What We Like
After reading the back matter, I took out a few of Giono’s books: Blue Boy, a 1946 edition of Jean le Bleu (1932) that was adapted into a play, La Femme du Boulanger (1938). Blue Boy was a semi-autobiographical story set in Provence, France, with an enticing first page. It plunged into mind-bending descriptions of the rural poverty of an 11-year old boy. I finished it. The play expanded on a tale of passion and desire that Giono hinted at in Blue Boy. I didn’t finish it. The Horseman on the Roof, translated in 1981 from the French (1951), started with 20 pages about a heat-wave that brought on a cholera epidemic in southern France. His descriptions of the ferocity of the plague were so intense, I stopped reading.

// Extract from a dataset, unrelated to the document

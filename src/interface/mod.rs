mod fetcher;
mod requester;

pub use fetcher::*;
pub use requester::*;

Back to Newbery Awards. Despite not usually reading historical fantasy, The Grey King, The Dark Is Rising Sequence (1975) by Susan Cooper, was fascinating from the first page to the last. Cooper’s story dealt with an old prophecy set in Wales. The 11-year-old boy who was sent to the country to recuperate met up with an albino boy and between the two, they had amazing adventures in shape-shifting dimensions. Not to be too picky, most of the characters were men, dogs and foxes; women were mostly farmwives; and the main character’s sister was totally in the background. Even so, well done. We like what we like, right?